Chile raises rate 25 bps and sees further hikes

    Chile's central bank raised its monetary policy rate by 25 basis points to 3.25 percent and expects to raise the rate further to ensure that inflation converges to its 3.0 percent target.
    The Central Bank of Chile, which last month said it would "soon" reduce its monetary stimulus to curtail inflation, added the pace of further rate changes would depend on the inflationary outlook.
    Although Chile's inflation rate of 4.6 percent in September was lower than expected, the central bank said it still expects inflation to remain at high levels while expectations for inflation two years ahead are 3.0 percent.
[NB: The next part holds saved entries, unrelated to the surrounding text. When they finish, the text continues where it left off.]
//! Best-effort key-value persistence.
//!
//! The relay only ever needs `get`/`set` on two string keys, so storage is a
//! small trait. `LocalStore` talks to `window.localStorage`; `MemoryStore`
//! backs tests and pages that want to opt out of persistence.

use std::cell::RefCell;
use std::collections::HashMap;

use crate::error::StorageError;
use crate::utils::js_error_text;

pub trait KeyValueStore {
    fn get(&self, key: &str) -> Result<Option<String>, StorageError>;
    fn set(&self, key: &str, value: &str) -> Result<(), StorageError>;
}

/// `window.localStorage`, or nothing when the browser withholds it.
pub struct LocalStore {
    storage: Option<web_sys::Storage>,
}

impl LocalStore {
    /// Accessing `localStorage` itself can throw (e.g. cookies blocked), which
    /// is folded into "unavailable" here.
    pub fn from_window(window: &web_sys::Window) -> Self {
        Self {
            storage: window.local_storage().ok().flatten(),
        }
    }

    fn storage(&self) -> Result<&web_sys::Storage, StorageError> {
        self.storage.as_ref().ok_or(StorageError::Unavailable)
    }
}

impl KeyValueStore for LocalStore {
    fn get(&self, key: &str) -> Result<Option<String>, StorageError> {
        self.storage()?
            .get_item(key)
            .map_err(|e| StorageError::Denied(js_error_text(&e)))
    }

    fn set(&self, key: &str, value: &str) -> Result<(), StorageError> {
        self.storage()?
            .set_item(key, value)
            .map_err(|e| StorageError::Denied(js_error_text(&e)))
    }
}

/// In-memory store. Reads and writes can be switched off to simulate a
/// browser that denies storage access.
#[derive(Default)]
pub struct MemoryStore {
    items: RefCell<HashMap<String, String>>,
    deny_reads: bool,
    deny_writes: bool,
}

impl MemoryStore {
    pub fn new() -> Self {
        Self::default()
    }

    pub fn with_item(self, key: &str, value: &str) -> Self {
        self.items
            .borrow_mut()
            .insert(key.to_string(), value.to_string());
        self
    }

    pub fn denying_reads(mut self) -> Self {
        self.deny_reads = true;
        self
    }

    pub fn denying_writes(mut self) -> Self {
        self.deny_writes = true;
        self
    }

    /// Direct look-up that bypasses the deny switches, for assertions.
    pub fn peek(&self, key: &str) -> Option<String> {
        self.items.borrow().get(key).cloned()
    }
}

impl KeyValueStore for MemoryStore {
    fn get(&self, key: &str) -> Result<Option<String>, StorageError> {
        if self.deny_reads {
            return Err(StorageError::Denied("reads disabled".into()));
        }
        Ok(self.items.borrow().get(key).cloned())
    }

    fn set(&self, key: &str, value: &str) -> Result<(), StorageError> {
        if self.deny_writes {
            return Err(StorageError::Denied("writes disabled".into()));
        }
        self.items
            .borrow_mut()
            .insert(key.to_string(), value.to_string());
        Ok(())
    }
}

#[cfg(test)]
mod tests {
    use super::*;

    #[test]
    fn memory_store_round_trips() {
        let store = MemoryStore::new();
        assert_eq!(store.get("sv13.api"), Ok(None));
        store.set("sv13.api", "/svc").unwrap();
        assert_eq!(store.get("sv13.api"), Ok(Some("/svc".to_string())));
    }

    #[test]
    fn denied_store_reports_errors_but_keeps_items() {
        let store = MemoryStore::new()
            .with_item("sv13.token", "abc")
            .denying_reads()
            .denying_writes();
        assert!(matches!(store.get("sv13.token"), Err(StorageError::Denied(_))));
        assert!(store.set("sv13.token", "xyz").is_err());
        assert_eq!(store.peek("sv13.token").as_deref(), Some("abc"));
    }
}
//! Browser side of link propagation: `web_sys` anchors, the document sweep
//! and the `MutationObserver` subscription.

use wasm_bindgen::closure::Closure;
use wasm_bindgen::JsCast;
use web_sys::{
    AddEventListenerOptions, Document, Element, MutationObserver, MutationObserverInit,
    MutationRecord, Node, NodeList,
};

use super::propagator::{Anchor, LinkDocument, PageContext};
use crate::error::RelayError;

const ANCHOR_SELECTOR: &str = "a[href]";

impl Anchor for Element {
    fn href(&self) -> Option<String> {
        self.get_attribute("href")
    }

    fn set_href(&self, href: &str) {
        if let Err(e) = self.set_attribute("href", href) {
            warn_log!("failed to set href: {}", crate::utils::js_error_text(&e));
        }
    }

    fn has_attribute(&self, name: &str) -> bool {
        !name.is_empty() && Element::has_attribute(self, name)
    }

    fn has_class(&self, class: &str) -> bool {
        !class.is_empty() && self.class_list().contains(class)
    }
}

pub struct WebDocument {
    document: Document,
}

impl WebDocument {
    pub fn new(document: Document) -> Self {
        Self { document }
    }

    /// `<base href>` for resolving relative links, the document's own URL
    /// for deciding which links are ours.
    pub fn page_context(&self) -> Result<PageContext, RelayError> {
        let location = self.document.url().map_err(|e| RelayError::js(&e))?;
        let base = match self.document.base_uri() {
            Ok(Some(uri)) => uri,
            _ => location.clone(),
        };
        PageContext::new(&base, &location)
    }
}

impl LinkDocument for WebDocument {
    type Node = Node;
    type Anchor = Element;

    fn anchors(&self, scope: Option<&Node>) -> Vec<Element> {
        let list = match scope {
            None => self.document.query_selector_all(ANCHOR_SELECTOR),
            Some(node) => match node.dyn_ref::<Element>() {
                Some(el) => el.query_selector_all(ANCHOR_SELECTOR),
                None => return Vec::new(),
            },
        };
        match list {
            Ok(list) => elements(&list),
            Err(e) => {
                warn_log!("anchor query failed: {}", crate::utils::js_error_text(&e));
                Vec::new()
            }
        }
    }

    fn as_anchor(&self, node: &Node) -> Option<Element> {
        let el = node.dyn_ref::<Element>()?;
        if el.tag_name().eq_ignore_ascii_case("a") && Element::has_attribute(el, "href") {
            Some(el.clone())
        } else {
            None
        }
    }

    fn observe(&self, mut on_added: Box<dyn FnMut(Vec<Node>)>) -> Result<(), RelayError> {
        let target = self
            .document
            .document_element()
            .ok_or(RelayError::NoDocument)?;

        let callback = Closure::wrap(Box::new(move |records: js_sys::Array, _: MutationObserver| {
            let mut added = Vec::new();
            for record in records.iter() {
                let record: MutationRecord = match record.dyn_into() {
                    Ok(r) => r,
                    Err(_) => continue,
                };
                let nodes = record.added_nodes();
                for i in 0..nodes.length() {
                    if let Some(node) = nodes.get(i) {
                        if node.node_type() == Node::ELEMENT_NODE {
                            added.push(node);
                        }
                    }
                }
            }
            if !added.is_empty() {
                on_added(added);
            }
        }) as Box<dyn FnMut(js_sys::Array, MutationObserver)>);

        let observer =
            MutationObserver::new(callback.as_ref().unchecked_ref()).map_err(|e| RelayError::js(&e))?;
        let init = MutationObserverInit::new();
        init.set_child_list(true);
        init.set_subtree(true);
        observer
            .observe_with_options(&target, &init)
            .map_err(|e| RelayError::js(&e))?;

        // Observation lasts for the page's lifetime.
        callback.forget();
        Ok(())
    }
}

fn elements(list: &NodeList) -> Vec<Element> {
    (0..list.length())
        .filter_map(|i| list.get(i))
        .filter_map(|n| n.dyn_into::<Element>().ok())
        .collect()
}

/// Run `f` once the DOM has been parsed: right away if it already has been,
/// otherwise on `DOMContentLoaded`.
pub fn on_dom_ready(document: &Document, f: impl FnOnce() + 'static) -> Result<(), RelayError> {
    if document.ready_state() != "loading" {
        f();
        return Ok(());
    }

    let opts = AddEventListenerOptions::new();
    opts.set_once(true);
    let cb = Closure::once_into_js(f);
    document
        .add_event_listener_with_callback_and_add_event_listener_options(
            "DOMContentLoaded",
            cb.unchecked_ref(),
            &opts,
        )
        .map_err(|e| RelayError::js(&e))
}
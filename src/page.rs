//! Page bootstrap and the JS-facing API.
//!
//! `bootstrap()` runs once per page: resolve base and token, publish the
//! window globals, install the fetch wrapper, and once the DOM is parsed start
//! link propagation. Every failure is logged and the page carries on as if
//! the relay were not there.

use std::rc::Rc;

use js_sys::Reflect;
use wasm_bindgen::closure::Closure;
use wasm_bindgen::prelude::*;
use web_sys::{Document, Window};

use crate::constants::{
    GLOBAL_API_BASE, GLOBAL_API_URL_FN, GLOBAL_PLAYER_TOKEN, GLOBAL_STAGED_CONFIG, GLOBAL_UI_BASE,
};
use crate::error::RelayError;
use crate::links::dom::{self, WebDocument};
use crate::links::propagator::{LinkPropagator, SweepReport};
use crate::network::base::{BaseResolver, PageSnapshot, ResolvedBase};
use crate::network::config::RelayConfigPatch;
use crate::network::fetch_shim::{self, InstallOutcome};
use crate::network::rewriter::RequestRewriter;
use crate::state::{self, AuthContext, InstallGuard, Runtime, SharedAuth, SharedConfig, RUNTIME};
use crate::storage::LocalStore;

static BOOTSTRAP: InstallGuard = InstallGuard::new();

pub fn bootstrap() -> Result<(), RelayError> {
    if !BOOTSTRAP.try_install() {
        return Ok(());
    }

    let window = web_sys::window().ok_or(RelayError::NoWindow)?;
    relay_window(&window)
}

/// Resolve, publish and wire up the relay for `window`, replacing whatever
/// runtime an earlier call left behind. The `fetch` wrapper is still only
/// installed once.
pub fn relay_window(window: &Window) -> Result<(), RelayError> {
    let document = window.document().ok_or(RelayError::NoDocument)?;

    match Reflect::get(window, &JsValue::from_str(GLOBAL_STAGED_CONFIG)) {
        Ok(value) => match patch_from_js(value) {
            Ok(Some(patch)) => state::stage_config(patch),
            Ok(None) => {}
            Err(e) => warn_log!("ignoring window.{}: {}", GLOBAL_STAGED_CONFIG, e),
        },
        Err(e) => warn_log!("cannot read window.{}: {}", GLOBAL_STAGED_CONFIG, crate::utils::js_error_text(&e)),
    }
    let config = state::staged_config();

    // --- 1) Resolve base and token
    let store = LocalStore::from_window(window);
    let snapshot = read_snapshot(window);
    let resolver = BaseResolver::new(&store, &config);
    let base = resolver.resolve_base(&snapshot);
    let token = resolver.resolve_token(&snapshot);
    for e in base.storage_errors.iter().chain(token.storage_errors.iter()) {
        warn_log!("storage: {}", e);
    }
    info_log!("API_BASE = {} (from {:?})", base.base, base.source);

    let advertised_base = if base.source.is_explicit() {
        base.base.as_str()
    } else {
        ""
    };
    let runtime = Runtime {
        base: base.base.clone(),
        auth: SharedAuth::new(AuthContext::new(token.token, advertised_base)),
        config: SharedConfig::new(config.clone()),
        links: None,
    };

    // --- 2) Globals for non-module code
    if let Err(e) = expose_globals(window, &runtime) {
        warn_log!("failed to publish globals: {}", e);
    }
    RUNTIME.with(|cell| *cell.borrow_mut() = Some(runtime));

    // --- 3) fetch wrapper
    let installed = window
        .location()
        .href()
        .map_err(|e| RelayError::js(&e))
        .and_then(|page_url| RequestRewriter::new(base.base, config.path_prefixes, &page_url))
        .and_then(|rewriter| fetch_shim::install(window, rewriter));
    match installed {
        Ok(InstallOutcome::Installed) => {}
        Ok(InstallOutcome::AlreadyInstalled) => debug_log!("fetch shim already present"),
        Err(e) => warn_log!("fetch shim not installed: {}", e),
    }

    // --- 4) Links, once the DOM exists
    let doc = document.clone();
    dom::on_dom_ready(&document, move || {
        if let Err(e) = start_links(doc) {
            warn_log!("link propagation disabled: {}", e);
        }
    })
}

fn start_links(document: Document) -> Result<(), RelayError> {
    let propagator = Rc::new(build_propagator(document)?);
    let report = propagator.start()?;
    info_log!("links: {} rewritten on load, watching for more", report.rewritten);

    RUNTIME.with(|cell| {
        if let Some(rt) = cell.borrow_mut().as_mut() {
            rt.links = Some(propagator);
        }
    });
    Ok(())
}

fn build_propagator(document: Document) -> Result<LinkPropagator<WebDocument>, RelayError> {
    let (auth, config) = state::with_runtime(|rt| (rt.auth.clone(), rt.config.clone()))
        .ok_or(RelayError::NotBootstrapped)?;
    let web_doc = WebDocument::new(document);
    let page = web_doc.page_context()?;
    Ok(LinkPropagator::new(web_doc, page, auth, config))
}

fn read_snapshot(window: &Window) -> PageSnapshot {
    PageSnapshot {
        search: window.location().search().unwrap_or_default(),
        global_base: Reflect::get(window, &JsValue::from_str(GLOBAL_API_BASE))
            .ok()
            .and_then(|v| crate::utils::js_to_string(&v)),
    }
}

fn set_global(window: &Window, name: &str, value: &JsValue) -> Result<(), RelayError> {
    Reflect::set(window, &JsValue::from_str(name), value)
        .map(|_| ())
        .map_err(|e| RelayError::js(&e))
}

fn expose_globals(window: &Window, runtime: &Runtime) -> Result<(), RelayError> {
    let auth = runtime.auth.get();
    set_global(window, GLOBAL_API_BASE, &JsValue::from_str(runtime.base.as_str()))?;
    set_global(window, GLOBAL_PLAYER_TOKEN, &JsValue::from_str(&auth.token))?;
    if let Ok(origin) = window.location().origin() {
        set_global(window, GLOBAL_UI_BASE, &JsValue::from_str(&origin))?;
    }

    let base = runtime.base.clone();
    let api_url = Closure::wrap(Box::new(move |path: JsValue| -> String {
        base.build_url(path.as_string().as_deref())
    }) as Box<dyn Fn(JsValue) -> String>);
    set_global(window, GLOBAL_API_URL_FN, api_url.as_ref())?;
    api_url.forget();
    Ok(())
}

/// Accepts a plain object or a JSON string; `undefined`/`null` mean "nothing".
fn patch_from_js(value: JsValue) -> Result<Option<RelayConfigPatch>, RelayError> {
    if value.is_undefined() || value.is_null() {
        return Ok(None);
    }
    let patch = match value.as_string() {
        Some(json) => RelayConfigPatch::from_json(&json)
            .map_err(|e| RelayError::InvalidConfig(e.to_string()))?,
        None => serde_wasm_bindgen::from_value(value)
            .map_err(|e| RelayError::InvalidConfig(e.to_string()))?,
    };
    Ok(Some(patch))
}

fn default_base() -> ResolvedBase {
    let config = state::staged_config();
    ResolvedBase::normalize("", &config.default_base)
}

// ---------------------------------------------------------------------------
// Exported API
// ---------------------------------------------------------------------------

/// The resolved API base (the default mount before bootstrap).
#[wasm_bindgen]
pub fn api_base() -> String {
    state::with_runtime(|rt| rt.base.to_string()).unwrap_or_else(|| default_base().to_string())
}

#[wasm_bindgen]
pub fn player_token() -> String {
    state::with_runtime(|rt| rt.auth.get().token).unwrap_or_default()
}

/// Build a full API URL for `path` without going through the fetch wrapper.
#[wasm_bindgen]
pub fn api_url(path: Option<String>) -> String {
    let base = state::with_runtime(|rt| rt.base.clone()).unwrap_or_else(default_base);
    base.build_url(path.as_deref())
}

/// `{ token, api }` as currently propagated onto links.
#[wasm_bindgen]
pub fn current_params() -> Result<JsValue, JsValue> {
    let ctx = state::with_runtime(|rt| rt.auth.get()).unwrap_or_default();
    serde_wasm_bindgen::to_value(&ctx).map_err(JsValue::from)
}

/// Sweep every link in the document again; returns how many were rewritten.
#[wasm_bindgen]
pub fn rewrite_all_links() -> Result<u32, JsValue> {
    let live = state::with_runtime(|rt| rt.links.clone()).ok_or(RelayError::NotBootstrapped)?;
    let report: SweepReport = match live {
        Some(propagator) => propagator.sweep(),
        None => {
            // DOM still loading: sweep what exists without subscribing.
            let document = web_sys::window()
                .and_then(|w| w.document())
                .ok_or(RelayError::NoDocument)?;
            build_propagator(document)?.sweep()
        }
    };
    Ok(report.rewritten as u32)
}

/// Merge a partial configuration. Before bootstrap it is staged for it; after,
/// link decisions pick it up immediately while the fetch wrapper keeps the
/// prefixes it was installed with.
#[wasm_bindgen]
pub fn configure(patch: JsValue) -> Result<(), JsValue> {
    let patch = match patch_from_js(patch)? {
        Some(p) => p,
        None => return Ok(()),
    };
    state::stage_config(patch.clone());
    state::with_runtime(|rt| rt.config.apply(patch));
    Ok(())
}

/// Replace the propagated token and/or API base and re-sweep the links.
/// `undefined` keeps the current value, an empty string clears it.
#[wasm_bindgen]
pub fn set_auth_context(token: Option<String>, api: Option<String>) -> Result<u32, JsValue> {
    let auth = state::with_runtime(|rt| rt.auth.clone()).ok_or(RelayError::NotBootstrapped)?;
    let mut ctx = auth.get();
    if let Some(t) = token {
        ctx.token = t.trim().to_string();
    }
    if let Some(a) = api {
        ctx.base = a.trim().trim_end_matches('/').to_string();
    }
    auth.set(ctx.clone());

    if let Some(window) = web_sys::window() {
        if let Err(e) = set_global(&window, GLOBAL_PLAYER_TOKEN, &JsValue::from_str(&ctx.token)) {
            warn_log!("failed to publish token: {}", e);
        }
    }
    rewrite_all_links()
}
// Link propagation: pure decision logic plus the browser DOM adapter
pub mod dom;
pub mod propagator;

#[cfg(test)]
pub(crate) mod fake_dom;

pub use dom::WebDocument;
pub use propagator::{
    Anchor, LinkDecision, LinkDocument, LinkPropagator, LinkSkip, PageContext, SweepReport,
};
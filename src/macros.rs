//! Small crate-wide logging macros.
//!
//! All of them write to the browser console through `web_sys::console` and
//! expand to a no-op outside `wasm32`, so the decision logic can be unit
//! tested natively without ever calling into JS.

/// Verbose logging, compiled in for debug builds only.
///
/// ```rust,ignore
/// debug_log!("rewrote {} -> {}", from, to);
/// ```
#[macro_export]
macro_rules! debug_log {
    ($($arg:tt)*) => {{
        #[cfg(all(debug_assertions, target_arch = "wasm32"))]
        web_sys::console::log_1(&format!("{} {}", $crate::constants::LOG_PREFIX, format!($($arg)*)).into());
        #[cfg(not(all(debug_assertions, target_arch = "wasm32")))]
        {
            if false {
                let _ = format!($($arg)*);
            }
        };
    }};
}

#[macro_export]
macro_rules! info_log {
    ($($arg:tt)*) => {{
        #[cfg(target_arch = "wasm32")]
        web_sys::console::log_1(&format!("{} {}", $crate::constants::LOG_PREFIX, format!($($arg)*)).into());
        #[cfg(not(target_arch = "wasm32"))]
        {
            if false {
                let _ = format!($($arg)*);
            }
        };
    }};
}

/// Warnings are for fallbacks: the relay stepped aside and the page carried on.
#[macro_export]
macro_rules! warn_log {
    ($($arg:tt)*) => {{
        #[cfg(target_arch = "wasm32")]
        web_sys::console::warn_1(&format!("{} {}", $crate::constants::LOG_PREFIX, format!($($arg)*)).into());
        #[cfg(not(target_arch = "wasm32"))]
        {
            if false {
                let _ = format!($($arg)*);
            }
        };
    }};
}
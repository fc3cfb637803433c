//! API base resolution.
//!
//! The base is picked once per page load from, in order: the `api` query
//! parameter, a `window.API_BASE` set by the host page, the value persisted by
//! an earlier visit, and finally the default mount. A query-string override is
//! persisted so later pages opened without the parameter keep using it.
//!
//! The player token follows the same scheme minus the global source.

use std::fmt;

use serde::Serialize;

use super::config::RelayConfig;
use crate::constants::{QUERY_PARAM_API, QUERY_PARAM_TOKEN};
use crate::error::StorageError;
use crate::storage::KeyValueStore;
use crate::utils::{is_http_absolute, join_base, query_param};

/// Normalized API base: no whitespace, no trailing slash, never empty.
#[derive(Debug, Clone, PartialEq, Eq, Serialize)]
#[serde(transparent)]
pub struct ResolvedBase(String);

impl ResolvedBase {
    /// Strip every whitespace character and all trailing slashes, falling back
    /// to `default` (normalized the same way, then to `/api`) when nothing is
    /// left.
    pub fn normalize(raw: &str, default: &str) -> Self {
        fn clean(s: &str) -> String {
            let compact: String = s.chars().filter(|c| !c.is_whitespace()).collect();
            compact.trim_end_matches('/').to_string()
        }

        let base = clean(raw);
        if !base.is_empty() {
            return Self(base);
        }
        let fallback = clean(default);
        if fallback.is_empty() {
            Self(crate::constants::DEFAULT_API_BASE.to_string())
        } else {
            Self(fallback)
        }
    }

    pub fn as_str(&self) -> &str {
        &self.0
    }

    /// Build a full API URL for `path`.
    ///
    /// Absolute `http(s)` URLs pass through untouched; everything else is
    /// mounted under the base with exactly one slash in between. A missing or
    /// empty path yields the base followed by `/`.
    pub fn build_url(&self, path: Option<&str>) -> String {
        match path {
            None | Some("") => format!("{}/", self.0),
            Some(p) if is_http_absolute(p) => p.to_string(),
            Some(p) => join_base(&self.0, p),
        }
    }
}

impl fmt::Display for ResolvedBase {
    fn fmt(&self, f: &mut fmt::Formatter<'_>) -> fmt::Result {
        f.write_str(&self.0)
    }
}

/// Where the winning base came from.
#[derive(Debug, Clone, Copy, PartialEq, Eq)]
pub enum BaseSource {
    Query,
    Global,
    Stored,
    Default,
}

impl BaseSource {
    /// Anything but the default mount was chosen on purpose by someone.
    pub fn is_explicit(self) -> bool {
        self != BaseSource::Default
    }
}

/// Raw inputs read off the page before resolution.
#[derive(Debug, Clone, Default, PartialEq, Eq)]
pub struct PageSnapshot {
    /// `location.search`, leading `?` optional.
    pub search: String,
    /// `window.API_BASE` as left by the host page, if it was a string.
    pub global_base: Option<String>,
}

#[derive(Debug, Clone, PartialEq, Eq)]
pub struct BaseResolution {
    pub base: ResolvedBase,
    pub source: BaseSource,
    /// Storage failures that were stepped over on the way.
    pub storage_errors: Vec<StorageError>,
}

#[derive(Debug, Clone, PartialEq, Eq)]
pub struct TokenResolution {
    pub token: String,
    pub from_query: bool,
    pub storage_errors: Vec<StorageError>,
}

/// Resolves the base and token against one key-value store using the keys
/// and default mount from the relay configuration.
pub struct BaseResolver<'a, S: KeyValueStore + ?Sized> {
    store: &'a S,
    config: &'a RelayConfig,
}

impl<'a, S: KeyValueStore + ?Sized> BaseResolver<'a, S> {
    pub fn new(store: &'a S, config: &'a RelayConfig) -> Self {
        Self { store, config }
    }

    pub fn resolve_base(&self, page: &PageSnapshot) -> BaseResolution {
        let mut storage_errors = Vec::new();

        let from_query = non_empty(query_param(&page.search, QUERY_PARAM_API));
        let from_global = non_empty(page.global_base.clone());

        let (raw, source) = if let Some(v) = from_query {
            (v, BaseSource::Query)
        } else if let Some(v) = from_global {
            (v, BaseSource::Global)
        } else {
            match self.stored(&self.config.api_key, &mut storage_errors) {
                Some(v) => (v, BaseSource::Stored),
                None => (String::new(), BaseSource::Default),
            }
        };

        let base = ResolvedBase::normalize(&raw, &self.config.default_base);

        if source == BaseSource::Query {
            if let Err(e) = self.store.set(&self.config.api_key, base.as_str()) {
                storage_errors.push(e);
            }
        }

        BaseResolution {
            base,
            source,
            storage_errors,
        }
    }

    pub fn resolve_token(&self, page: &PageSnapshot) -> TokenResolution {
        let mut storage_errors = Vec::new();

        if let Some(token) = non_empty(query_param(&page.search, QUERY_PARAM_TOKEN)) {
            if let Err(e) = self.store.set(&self.config.token_key, &token) {
                storage_errors.push(e);
            }
            return TokenResolution {
                token,
                from_query: true,
                storage_errors,
            };
        }

        let token = self
            .stored(&self.config.token_key, &mut storage_errors)
            .unwrap_or_default();
        TokenResolution {
            token,
            from_query: false,
            storage_errors,
        }
    }

    fn stored(&self, key: &str, errors: &mut Vec<StorageError>) -> Option<String> {
        match self.store.get(key) {
            Ok(v) => non_empty(v),
            Err(e) => {
                errors.push(e);
                None
            }
        }
    }
}

/// Trimmed value, or `None` when blank.
fn non_empty(value: Option<String>) -> Option<String> {
    value
        .map(|v| v.trim().to_string())
        .filter(|v| !v.is_empty())
}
    Chile's inflation rate eased to 4.6 percent in September from 5.0 percent in August. The central bank targets inflation at a midpoint of 3.0 percent, plus/minus 1 percentage point.
    The central bank said it would continue "to monitor developments with particular attention," adding that economic activity in August was lower than expected due to lower mining activity.
    Indicators for demand also remain weak and while confidence improved slightly, it remains at a pessimistic level.
    Earlier this month Rodrigo Vergara, central bank president, said faster-than-expected inflation had spelled an end to the bank's "ultra expansive" policy in the next few months, but monetary policy will remain expansive as the policy rate will remain below the neutral level of 4.5 to 5.0 percent.
    In September central bank policy makers voted by 3-1 to maintain rates with one member voting to raise the rate by 25 basis points.
    On Sept. 1 the central bank raised its inflation forecast for this year to 4.6 percent from a previous 3.4 percent in its latest quarterly monetary policy report.
    Inflation has been fueled by higher import prices from a depreciation of the peso.
    The peso has been depreciating against the U.S. dollar since the "taper tantrum" in May 2013 but has gained some ground since late August when minutes from its meeting that month showed that board members for the first time since May 2012 considered raising the rate to avoid a rise in inflationary expectations.
    The peso was trading at 674.5 to the U.S. dollar today, down 10 percent this year.